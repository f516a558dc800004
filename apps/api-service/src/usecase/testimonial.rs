//! お客様の声のユースケース
//!
//! 公開フォームからの投稿は常に未承認で保存し、一覧・詳細には
//! 承認済みのものだけを出す。

use std::sync::Arc;

use nailbook_domain::{
    clock::Clock,
    service::ServiceCategory,
    testimonial::{NewTestimonial, Rating, Testimonial, TestimonialFilter, TestimonialId},
    value_objects::PersonName,
};
use nailbook_infra::repository::TestimonialRepository;
use nailbook_shared::{event_log::event, log_business_event};

use super::FieldErrors;
use crate::error::ApiError;

/// 投稿の入力
#[derive(Debug, Clone)]
pub struct CreateTestimonialInput {
    pub client_name:      String,
    pub client_photo:     Option<String>,
    pub service_category: ServiceCategory,
    pub rating:           i64,
    pub review_text:      String,
}

pub struct TestimonialUseCaseImpl {
    testimonials: Arc<dyn TestimonialRepository>,
    clock:        Arc<dyn Clock>,
}

impl TestimonialUseCaseImpl {
    pub fn new(testimonials: Arc<dyn TestimonialRepository>, clock: Arc<dyn Clock>) -> Self {
        Self {
            testimonials,
            clock,
        }
    }

    pub async fn list(&self, filter: &TestimonialFilter) -> Result<Vec<Testimonial>, ApiError> {
        Ok(self.testimonials.find_approved(filter).await?)
    }

    pub async fn get(&self, id: TestimonialId) -> Result<Testimonial, ApiError> {
        self.testimonials
            .find_approved_by_id(id)
            .await?
            .ok_or_else(|| ApiError::not_found("Testimonial", id))
    }

    /// 投稿を未承認で保存する
    pub async fn create(&self, input: CreateTestimonialInput) -> Result<Testimonial, ApiError> {
        let mut errors = FieldErrors::default();

        let client_name = errors.check("client_name", PersonName::new(input.client_name));
        let rating = errors.check("rating", Rating::new(input.rating));
        let review_text = input.review_text.trim().to_string();
        if review_text.is_empty() {
            errors.reject("review_text", "This field may not be blank.");
        }

        let (Some(client_name), Some(rating)) = (client_name, rating) else {
            return Err(errors.into_error().into());
        };
        if !errors.is_empty() {
            return Err(errors.into_error().into());
        }

        let testimonial = self
            .testimonials
            .insert(
                &NewTestimonial {
                    client_name,
                    client_photo: input.client_photo.filter(|p| !p.trim().is_empty()),
                    service_category: input.service_category,
                    rating,
                    review_text,
                },
                self.clock.now(),
            )
            .await?;

        log_business_event!(
            event.category = event::category::TESTIMONIAL,
            event.action = event::action::TESTIMONIAL_SUBMITTED,
            event.entity_type = event::entity_type::TESTIMONIAL,
            event.entity_id = %testimonial.id,
            event.result = event::result::SUCCESS,
            testimonial.rating = testimonial.rating.value(),
            "お客様の声を受け付けました（承認待ち）"
        );

        Ok(testimonial)
    }
}

#[cfg(test)]
mod tests {
    use nailbook_infra::mock::MockTestimonialRepository;
    use pretty_assertions::assert_eq;
    use rstest::rstest;

    use super::*;
    use crate::usecase::test_support::{clock, now};

    fn approved(id: i64, rating: i64, is_featured: bool) -> Testimonial {
        Testimonial {
            id: TestimonialId::new(id),
            client_name: PersonName::new("Ada").unwrap(),
            client_photo: None,
            service_category: ServiceCategory::Lashes,
            rating: Rating::new(rating).unwrap(),
            review_text: "Lovely lashes".to_string(),
            is_featured,
            is_approved: true,
            created_at: now(),
            updated_at: now(),
        }
    }

    fn input(rating: i64) -> CreateTestimonialInput {
        CreateTestimonialInput {
            client_name:      "Grace".to_string(),
            client_photo:     None,
            service_category: ServiceCategory::Nails,
            rating,
            review_text:      "Best manicure in town".to_string(),
        }
    }

    #[tokio::test]
    async fn test_投稿は未承認で保存され詳細には出ない() {
        let repo = MockTestimonialRepository::new();
        let sut = TestimonialUseCaseImpl::new(Arc::new(repo.clone()), clock());

        let created = sut.create(input(5)).await.unwrap();

        assert!(!created.is_approved);
        assert!(!created.is_featured);
        assert_eq!(repo.stored().len(), 1);
        assert!(matches!(sut.get(created.id).await, Err(ApiError::NotFound(_))));
        assert!(sut.list(&TestimonialFilter::default()).await.unwrap().is_empty());
    }

    #[rstest]
    #[case(0)]
    #[case(6)]
    #[tokio::test]
    async fn test_範囲外の評価は400(#[case] rating: i64) {
        let sut = TestimonialUseCaseImpl::new(Arc::new(MockTestimonialRepository::new()), clock());

        let error = sut.create(input(rating)).await.unwrap_err();

        assert!(matches!(error, ApiError::Validation(p) if p[0].name == "rating"));
    }

    #[tokio::test]
    async fn test_承認済みを注目と評価の順に並べる() {
        let repo = MockTestimonialRepository::new();
        repo.add_testimonial(approved(1, 5, false));
        repo.add_testimonial(approved(2, 3, true));
        repo.add_testimonial(approved(3, 4, false));
        let sut = TestimonialUseCaseImpl::new(Arc::new(repo), clock());

        let ids: Vec<_> = sut
            .list(&TestimonialFilter::default())
            .await
            .unwrap()
            .into_iter()
            .map(|t| t.id.as_i64())
            .collect();

        assert_eq!(ids, vec![2, 1, 3]);
    }
}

★ ★ ★ ★ ★ ★ ★

## The problem
From top to bottom, repeat the material above word for word.

## Problem solution
repository f516a558dc800004
filename apps/api-service/src/usecase/testimonial.rs
//! お客様の声のユースケース
//!
//! 公開フォームからの投稿は常に未承認で保存し、一覧・詳細には
//! 承認済みのものだけを出す。

use std::sync::Arc;

use nailbook_domain::{
    clock::Clock,
    service::ServiceCategory,
    testimonial::{NewTestimonial, Rating, Testimonial, TestimonialFilter, TestimonialId},
    value_objects::PersonName,
};
use nailbook_infra::repository::TestimonialRepository;
use nailbook_shared::{event_log::event, log_business_event};

use super::FieldErrors;
use crate::error::ApiError;

/// 投稿の入力
#[derive(Debug, Clone)]
pub struct CreateTestimonialInput {
    pub client_name:      String,
    pub client_photo:     Option<String>,
    pub service_category: ServiceCategory,
    pub rating:           i64,
    pub review_text:      String,
}

pub struct TestimonialUseCaseImpl {
    testimonials: Arc<dyn TestimonialRepository>,
    clock:        Arc<dyn Clock>,
}

impl TestimonialUseCaseImpl {
    pub fn new(testimonials: Arc<dyn TestimonialRepository>, clock: Arc<dyn Clock>) -> Self {
        Self {
            testimonials,
            clock,
        }
    }

    pub async fn list(&self, filter: &TestimonialFilter) -> Result<Vec<Testimonial>, ApiError> {
        Ok(self.testimonials.find_approved(filter).await?)
    }

    pub async fn get(&self, id: TestimonialId) -> Result<Testimonial, ApiError> {
        self.testimonials
            .find_approved_by_id(id)
            .await?
            .ok_or_else(|| ApiError::not_found("Testimonial", id))
    }

    /// 投稿を未承認で保存する
    pub async fn create(&self, input: CreateTestimonialInput) -> Result<Testimonial, ApiError> {
        let mut errors = FieldErrors::default();

        let client_name = errors.check("client_name", PersonName::new(input.client_name));
        let rating = errors.check("rating", Rating::new(input.rating));
        let review_text = input.review_text.trim().to_string();
        if review_text.is_empty() {
            errors.reject("review_text", "This field may not be blank.");
        }

        let (Some(client_name), Some(rating)) = (client_name, rating) else {
            return Err(errors.into_error().into());
        };
        if !errors.is_empty() {
            return Err(errors.into_error().into());
        }

        let testimonial = self
            .testimonials
            .insert(
                &NewTestimonial {
                    client_name,
                    client_photo: input.client_photo.filter(|p| !p.trim().is_empty()),
                    service_category: input.service_category,
                    rating,
                    review_text,
                },
                self.clock.now(),
            )
            .await?;

        log_business_event!(
            event.category = event::category::TESTIMONIAL,
            event.action = event::action::TESTIMONIAL_SUBMITTED,
            event.entity_type = event::entity_type::TESTIMONIAL,
            event.entity_id = %testimonial.id,
            event.result = event::result::SUCCESS,
            testimonial.rating = testimonial.rating.value(),
            "お客様の声を受け付けました（承認待ち）"
        );

        Ok(testimonial)
    }
}

#[cfg(test)]
mod tests {
    use nailbook_infra::mock::MockTestimonialRepository;
    use pretty_assertions::assert_eq;
    use rstest::rstest;

    use super::*;
    use crate::usecase::test_support::{clock, now};

    fn approved(id: i64, rating: i64, is_featured: bool) -> Testimonial {
        Testimonial {
            id: TestimonialId::new(id),
            client_name: PersonName::new("Ada").unwrap(),
            client_photo: None,
            service_category: ServiceCategory::Lashes,
            rating: Rating::new(rating).unwrap(),
            review_text: "Lovely lashes".to_string(),
            is_featured,
            is_approved: true,
            created_at: now(),
            updated_at: now(),
        }
    }

    fn input(rating: i64) -> CreateTestimonialInput {
        CreateTestimonialInput {
            client_name:      "Grace".to_string(),
            client_photo:     None,
            service_category: ServiceCategory::Nails,
            rating,
            review_text:      "Best manicure in town".to_string(),
        }
    }

    #[tokio::test]
    async fn test_投稿は未承認で保存され詳細には出ない() {
        let repo = MockTestimonialRepository::new();
        let sut = TestimonialUseCaseImpl::new(Arc::new(repo.clone()), clock());

        let created = sut.create(input(5)).await.unwrap();

        assert!(!created.is_approved);
        assert!(!created.is_featured);
        assert_eq!(repo.stored().len(), 1);
        assert!(matches!(sut.get(created.id).await, Err(ApiError::NotFound(_))));
        assert!(sut.list(&TestimonialFilter::default()).await.unwrap().is_empty());
    }

    #[rstest]
    #[case(0)]
    #[case(6)]
    #[tokio::test]
    async fn test_範囲外の評価は400(#[case] rating: i64) {
        let sut = TestimonialUseCaseImpl::new(Arc::new(MockTestimonialRepository::new()), clock());

        let error = sut.create(input(rating)).await.unwrap_err();

        assert!(matches!(error, ApiError::Validation(p) if p[0].name == "rating"));
    }

    #[tokio::test]
    async fn test_承認済みを注目と評価の順に並べる() {
        let repo = MockTestimonialRepository::new();
        repo.add_testimonial(approved(1, 5, false));
        repo.add_testimonial(approved(2, 3, true));
        repo.add_testimonial(approved(3, 4, false));
        let sut = TestimonialUseCaseImpl::new(Arc::new(repo), clock());

        let ids: Vec<_> = sut
            .list(&TestimonialFilter::default())
            .await
            .unwrap()
            .into_iter()
            .map(|t| t.id.as_i64())
            .collect();

        assert_eq!(ids, vec![2, 1, 3]);
    }
}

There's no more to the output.